Mercoledì 22 marzo ha debuttato al Teatro Brancati di Catania, la pièce diretta da Giuseppe Dipasquale e tratta dall’opera di Pedro Calderón de la Barca. La traduzione, l’adattamento, la regia e le scene sono di Giuseppe Dipasquale. I protagonisti sono gli attori : Mariano Rigillo, Angelo Tosto, Ruben Rigillo, Silvia Siravo, Filippo Brazzaventre, Alessandro D’Ambrosi, Valerio Santi, Federica Gurrieri.I costumi sono curati da Dora Argento, mentre le immagini sono di Francesco Lopergolo. Le musiche sono di Germano Mazzocchetti. Questa produzione è del Teatro della Città – Centro di produzione teatrale.

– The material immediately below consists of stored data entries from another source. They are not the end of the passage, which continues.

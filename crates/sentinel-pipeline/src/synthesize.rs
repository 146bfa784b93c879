use crate::bounded;
use sentinel_core::{
    ChatMessage, Error, LanguageModel, Result, SourceKind, SynthesisInput,
};
use serde::Serialize;
use std::sync::Arc;
use std::time::Duration;

pub const SYNTHESIS_MAX_TOKENS: u32 = 1000;

const SYSTEM_PROMPT: &str = "You are a helpful assistant. Write a comprehensive answer to the \
query from the search results below. For every document you use, cite its source, URL and title.";

#[derive(Debug, Serialize)]
struct Payload<'a> {
    query: &'a str,
    documents: Vec<PayloadDocument<'a>>,
}

#[derive(Debug, Serialize)]
struct PayloadDocument<'a> {
    title: &'a str,
    url: &'a str,
    source_kind: SourceKind,
    summary: Option<&'a str>,
    content: &'a str,
    similarity: f32,
}

/// Serialize the final query and ranked documents as the JSON payload sent to the model.
pub fn payload_json(input: &SynthesisInput) -> Result<String> {
    let payload = Payload {
        query: input.final_query().as_str(),
        documents: input
            .documents()
            .iter()
            .map(|d| {
                let c = &d.assessed.candidate;
                PayloadDocument {
                    title: &c.title,
                    url: &c.url,
                    source_kind: c.source_kind,
                    summary: d.assessed.summary.as_deref(),
                    content: &c.extracted_text,
                    similarity: d.similarity,
                }
            })
            .collect(),
    };
    serde_json::to_string_pretty(&payload).map_err(|e| Error::Synthesis(e.to_string()))
}

/// One model call, no retry.
#[derive(Clone)]
pub struct AnswerSynthesizer {
    model: Arc<dyn LanguageModel>,
    temperature: f32,
    timeout: Duration,
}

impl AnswerSynthesizer {
    pub fn new(model: Arc<dyn LanguageModel>, temperature: f32, timeout: Duration) -> Self {
        Self {
            model,
            temperature,
            timeout,
        }
    }

    pub async fn synthesize(&self, input: &SynthesisInput) -> Result<String> {
        let messages = vec![
            ChatMessage::system(SYSTEM_PROMPT),
            ChatMessage::user(payload_json(input)?),
        ];
        let reply = bounded(
            self.timeout,
            self.model
                .generate(&messages, SYNTHESIS_MAX_TOKENS, self.temperature),
        )
        .await
        .map_err(|e| match e {
            Error::Synthesis(_) => e,
            other => Error::Synthesis(other.to_string()),
        })?;
        tracing::info!(
            documents = input.documents().len(),
            chars = reply.chars().count(),
            "answer synthesized"
        );
        Ok(reply)
    }
}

La vita è sogno, scritta nel 1635 da Pedro Calderón de la Barca, è una tragedia filosofica che venne recuperata nel XIX secolo, in pieno clima romantico e oggi si presenta in scena rivisitata da Giuseppe Dipasquale.

Pedro Calderòn de la Barca

La trama si sviluppa attorno a tematiche esistenziali molto vive in quel Seicento segnato dalla crisi (guerre, rivolte, peste) non solo della Spagna ma di tutta l’Europa.

Dopo Lutero, inoltre, si era creata una ‘spaccatura’ nelle coscienze mettendo in crisi, sull’onda della liceità del libero arbitrio e di tanto altro, non solo il rapporto col divino ma anche il vecchio dogmatismo.

L’autore si inserisce inoltre in un coevo dibattito tra domenicani, che dubitavano che l’uomo avesse molte possibilità di cambiare il proprio destino, e gesuiti che invece tenevano in gran considerazione il libero arbitrio.

Di queste problematiche si fecero interpreti anche filosofi e scrittori del tempo come Erasmo da Rotterdam, Cartesio, Shakespeare, Cervantes e, non ultimo Calderòn de la Barca.

L’autore è dunque interprete del suo tempo ma riecheggia anche suggestioni classiche: platoniche (il mito della caverna), sofoclee (Edipo re) e senechiane (quomodo fabula est vita…), contro il carpe diem oraziano.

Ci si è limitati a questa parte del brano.